И вот позднее в тот же вечер я сидел в гостиной Куэйфов и ждал их. Сидел в одиночестве, так как Осбалдистон, живший за городом, решил, что я обойдусь и без него. Они не задержались. Оживленные и радостные, они взбежали по лестнице бегом; однако к делу мы с Роджером приступили далеко не сразу.

Они радовались потому, что обедали у главного редактора «Таймс» и он дал им заглянуть одним глазом в завтрашний утренний выпуск.

Мне это показалось забавным. Да, это не каждому доступно, сказал я. Ведь в Лондоне сейчас первые выпуски газет до рассвета не купишь. Подумать только, что другие отчеты им не удастся прочитать до утра. Но, конечно, самое важное – это что скажет «Таймс»; Роджер охотно с этим согласился. А «Таймс» поистине расстаралась. Весь отчет был посвящен Куэйфу, а речи лорда Гилби, его шефа, отведено всего несколько ничего не значащих строк.

Он заметил, что я наблюдаю за ним. Я спросил, как ому показалась речь Гилби на бумаге. Роджер пожал плечами и ответил, что затрудняется сказать что-либо, так как имеет к ней слишком близкое отношение. И прибавил, что не представляет, как она будет выглядеть в официальном бюллетене палаты лордов.
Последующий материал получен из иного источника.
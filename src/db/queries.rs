use sqlx::{Connection, PgConnection};
use uuid::Uuid;

use crate::db::models::TransactionRow;
use crate::domain::Transaction;
use crate::error::{AppError, AppResult};

const SELECT_COLUMNS: &str = r#"
    SELECT transaction_id, user_id, timestamp, amount, currency, city, country,
        merchant_name, payment_method, ip_address, voucher_code, affiliate_id
    FROM transactions
"#;

/// Inserts one transaction inside its own database transaction.
///
/// Commits on success. On any failure the transaction is rolled back before
/// the error is returned, so no partial row is ever left behind. No retry.
pub async fn insert_transaction(conn: &mut PgConnection, tx: &Transaction) -> AppResult<()> {
    let mut db_tx = conn.begin().await?;

    let result = sqlx::query(
        r#"
        INSERT INTO transactions (
            transaction_id, user_id, timestamp, amount, currency, city, country,
            merchant_name, payment_method, ip_address, voucher_code, affiliate_id
        ) VALUES ($1, $2, $3, $4, $5, $6, $7, $8, $9, $10, $11, $12)
        "#,
    )
    .bind(tx.transaction_id.to_string())
    .bind(&tx.user_id)
    .bind(tx.timestamp)
    .bind(tx.amount)
    .bind(tx.currency.as_str())
    .bind(&tx.city)
    .bind(&tx.country)
    .bind(&tx.merchant_name)
    .bind(tx.payment_method.as_str())
    .bind(tx.ip_address.to_string())
    .bind(&tx.voucher_code)
    .bind(tx.affiliate_id.to_string())
    .execute(&mut *db_tx)
    .await;

    match result {
        Ok(_) => {
            db_tx.commit().await?;
            Ok(())
        }
        Err(err) => {
            match db_tx.rollback().await {
                Ok(()) => tracing::warn!("Transaction {} rolled back", tx.transaction_id),
                Err(rollback_err) => tracing::error!(
                    "Rollback of transaction {} failed: {}",
                    tx.transaction_id,
                    rollback_err
                ),
            }
            Err(AppError::Database(err))
        }
    }
}

pub async fn get_transaction(conn: &mut PgConnection, id: Uuid) -> AppResult<Transaction> {
    let query = format!("{} WHERE transaction_id = $1", SELECT_COLUMNS);
    let row = sqlx::query_as::<_, TransactionRow>(&query)
        .bind(id.to_string())
        .fetch_optional(&mut *conn)
        .await?;

    row.ok_or_else(|| AppError::NotFound(id.to_string()))?
        .try_into()
}

pub async fn count_transactions(conn: &mut PgConnection) -> AppResult<i64> {
    let count = sqlx::query_scalar::<_, i64>("SELECT COUNT(*) FROM transactions")
        .fetch_one(&mut *conn)
        .await?;
    Ok(count)
}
Сияющая Кэро налила нам еще виски с содовой, не забыв при этом и себя. Она была оживлена не меньше Роджера, но в ней чувствовалось гораздо больше уверенности. Ей было куда легче поверить в успех, чем ему. Он все еще тревожился, что скажут утренние газеты. В этот вечер в парламенте он показал себя человеком зрелым, дальновидным, на которого можно положиться. Более того, начинало казаться, что от него можно ждать каких-то важных решений. А такое впечатление производит далеко не каждый. И однако, в тот час в ярко освещенной гостиной на Лорд-Норт-стрит он только и думал неотступно и непрестанно – что скажут о нем завтра «Телеграф», «Гардиан» и другие популярные газеты. Кэро сидела, поглаживая свой стакан – гордая, любящая, уверенная. Можно было подумать, что заголовки в завтрашних газетах написаны не кем-нибудь, а ею.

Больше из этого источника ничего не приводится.